EXERCISE GOAL
Print out the entries exactly, and include each one.

- Opening Delimiter -

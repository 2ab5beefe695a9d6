//! Types for authentication and user management

use serde::{Deserialize, Serialize};

use super::session::Session;
use crate::error::Error;

/// User data
#[derive(Debug, Clone, PartialEq, Serialize, Deserialize)]
pub struct User {
    /// The user ID
    pub id: String,

    /// The user's email address
    #[serde(default)]
    pub email: Option<String>,

    /// The user's phone number
    #[serde(default)]
    pub phone: Option<String>,

    /// The user's role
    #[serde(default)]
    pub role: Option<String>,

    /// The app metadata
    #[serde(default)]
    pub app_metadata: serde_json::Value,

    /// The user metadata
    #[serde(default)]
    pub user_metadata: serde_json::Value,

    /// When the email was confirmed
    #[serde(default)]
    pub email_confirmed_at: Option<String>,

    /// The last sign-in time
    #[serde(default)]
    pub last_sign_in_at: Option<String>,

    /// The creation time
    #[serde(default)]
    pub created_at: Option<String>,

    /// The update time
    #[serde(default)]
    pub updated_at: Option<String>,
}

/// Result of a sign-up or sign-in call.
///
/// Sign-up returns only a user while the email still needs confirming, so
/// either side may be absent.
#[derive(Debug, Clone, PartialEq)]
pub struct AuthResponse {
    /// The user data
    pub user: Option<User>,

    /// The session data
    pub session: Option<Session>,
}

impl AuthResponse {
    /// Interpret an auth API response body
    pub(crate) fn from_value(value: serde_json::Value) -> Result<Self, Error> {
        if value.get("access_token").is_some() {
            let session: Session = serde_json::from_value(value)?;
            return Ok(Self {
                user: Some(session.user.clone()),
                session: Some(session.with_expiry()),
            });
        }

        if let Some(user) = value.get("user").filter(|u| u.is_object()) {
            let user: User = serde_json::from_value(user.clone())?;
            return Ok(Self {
                user: Some(user),
                session: None,
            });
        }

        if value.get("id").is_some() {
            let user: User = serde_json::from_value(value)?;
            return Ok(Self {
                user: Some(user),
                session: None,
            });
        }

        Err(Error::parse("auth response carried neither a session nor a user"))
    }
}

/// User attributes that can be updated
#[derive(Debug, Clone, Default, Serialize, Deserialize)]
pub struct UserAttributes {
    /// Email address
    #[serde(skip_serializing_if = "Option::is_none")]
    pub email: Option<String>,

    /// Password
    #[serde(skip_serializing_if = "Option::is_none")]
    pub password: Option<String>,

    /// User metadata
    #[serde(skip_serializing_if = "Option::is_none")]
    pub data: Option<serde_json::Value>,
}

/// OAuth providers offered on the sign-in screen
#[derive(Debug, Clone, Copy, PartialEq, Eq, Serialize, Deserialize)]
#[serde(rename_all = "lowercase")]
pub enum OAuthProvider {
    Google,
    Facebook,
}

impl OAuthProvider {
    pub fn as_str(&self) -> &'static str {
        match self {
            Self::Google => "google",
            Self::Facebook => "facebook",
        }
    }
}

/// OAuth sign-in settings
#[derive(Debug, Clone, Default)]
pub struct OAuthSignInOptions {
    /// Deep link the provider redirects back to
    pub redirect_to: Option<String>,

    /// Space-separated provider scopes
    pub scopes: Option<String>,
}

/// Kind of auth state transition
#[derive(Debug, Clone, Copy, PartialEq, Eq)]
pub enum AuthEvent {
    /// Delivered once to each new subscriber with the current session
    InitialSession,
    SignedIn,
    SignedOut,
    TokenRefreshed,
    UserUpdated,
    PasswordRecovery,
}

/// Notification pushed to auth state subscribers
#[derive(Debug, Clone, PartialEq)]
pub struct AuthChangeEvent {
    pub event: AuthEvent,
    pub session: Option<Session>,
}

impl AuthChangeEvent {
    /// The user carried by the event, if signed in
    pub fn user(&self) -> Option<&User> {
        self.session.as_ref().map(|s| &s.user)
    }
}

- Closing Delimiter -

REPLY
repository 2ab5beefe695a9d6
//! Types for authentication and user management

use serde::{Deserialize, Serialize};

use super::session::Session;
use crate::error::Error;

/// User data
#[derive(Debug, Clone, PartialEq, Serialize, Deserialize)]
pub struct User {
    /// The user ID
    pub id: String,

    /// The user's email address
    #[serde(default)]
    pub email: Option<String>,

    /// The user's phone number
    #[serde(default)]
    pub phone: Option<String>,

    /// The user's role
    #[serde(default)]
    pub role: Option<String>,

    /// The app metadata
    #[serde(default)]
    pub app_metadata: serde_json::Value,

    /// The user metadata
    #[serde(default)]
    pub user_metadata: serde_json::Value,

    /// When the email was confirmed
    #[serde(default)]
    pub email_confirmed_at: Option<String>,

    /// The last sign-in time
    #[serde(default)]
    pub last_sign_in_at: Option<String>,

    /// The creation time
    #[serde(default)]
    pub created_at: Option<String>,

    /// The update time
    #[serde(default)]
    pub updated_at: Option<String>,
}

/// Result of a sign-up or sign-in call.
///
/// Sign-up returns only a user while the email still needs confirming, so
/// either side may be absent.
#[derive(Debug, Clone, PartialEq)]
pub struct AuthResponse {
    /// The user data
    pub user: Option<User>,

    /// The session data
    pub session: Option<Session>,
}

impl AuthResponse {
    /// Interpret an auth API response body
    pub(crate) fn from_value(value: serde_json::Value) -> Result<Self, Error> {
        if value.get("access_token").is_some() {
            let session: Session = serde_json::from_value(value)?;
            return Ok(Self {
                user: Some(session.user.clone()),
                session: Some(session.with_expiry()),
            });
        }

        if let Some(user) = value.get("user").filter(|u| u.is_object()) {
            let user: User = serde_json::from_value(user.clone())?;
            return Ok(Self {
                user: Some(user),
                session: None,
            });
        }

        if value.get("id").is_some() {
            let user: User = serde_json::from_value(value)?;
            return Ok(Self {
                user: Some(user),
                session: None,
            });
        }

        Err(Error::parse("auth response carried neither a session nor a user"))
    }
}

/// User attributes that can be updated
#[derive(Debug, Clone, Default, Serialize, Deserialize)]
pub struct UserAttributes {
    /// Email address
    #[serde(skip_serializing_if = "Option::is_none")]
    pub email: Option<String>,

    /// Password
    #[serde(skip_serializing_if = "Option::is_none")]
    pub password: Option<String>,

    /// User metadata
    #[serde(skip_serializing_if = "Option::is_none")]
    pub data: Option<serde_json::Value>,
}

/// OAuth providers offered on the sign-in screen
#[derive(Debug, Clone, Copy, PartialEq, Eq, Serialize, Deserialize)]
#[serde(rename_all = "lowercase")]
pub enum OAuthProvider {
    Google,
    Facebook,
}

impl OAuthProvider {
    pub fn as_str(&self) -> &'static str {
        match self {
            Self::Google => "google",
            Self::Facebook => "facebook",
        }
    }
}

/// OAuth sign-in settings
#[derive(Debug, Clone, Default)]
pub struct OAuthSignInOptions {
    /// Deep link the provider redirects back to
    pub redirect_to: Option<String>,

    /// Space-separated provider scopes
    pub scopes: Option<String>,
}

/// Kind of auth state transition
#[derive(Debug, Clone, Copy, PartialEq, Eq)]
pub enum AuthEvent {
    /// Delivered once to each new subscriber with the current session
    InitialSession,
    SignedIn,
    SignedOut,
    TokenRefreshed,
    UserUpdated,
    PasswordRecovery,
}

/// Notification pushed to auth state subscribers
#[derive(Debug, Clone, PartialEq)]
pub struct AuthChangeEvent {
    pub event: AuthEvent,
    pub session: Option<Session>,
}

impl AuthChangeEvent {
    /// The user carried by the event, if signed in
    pub fn user(&self) -> Option<&User> {
        self.session.as_ref().map(|s| &s.user)
    }
}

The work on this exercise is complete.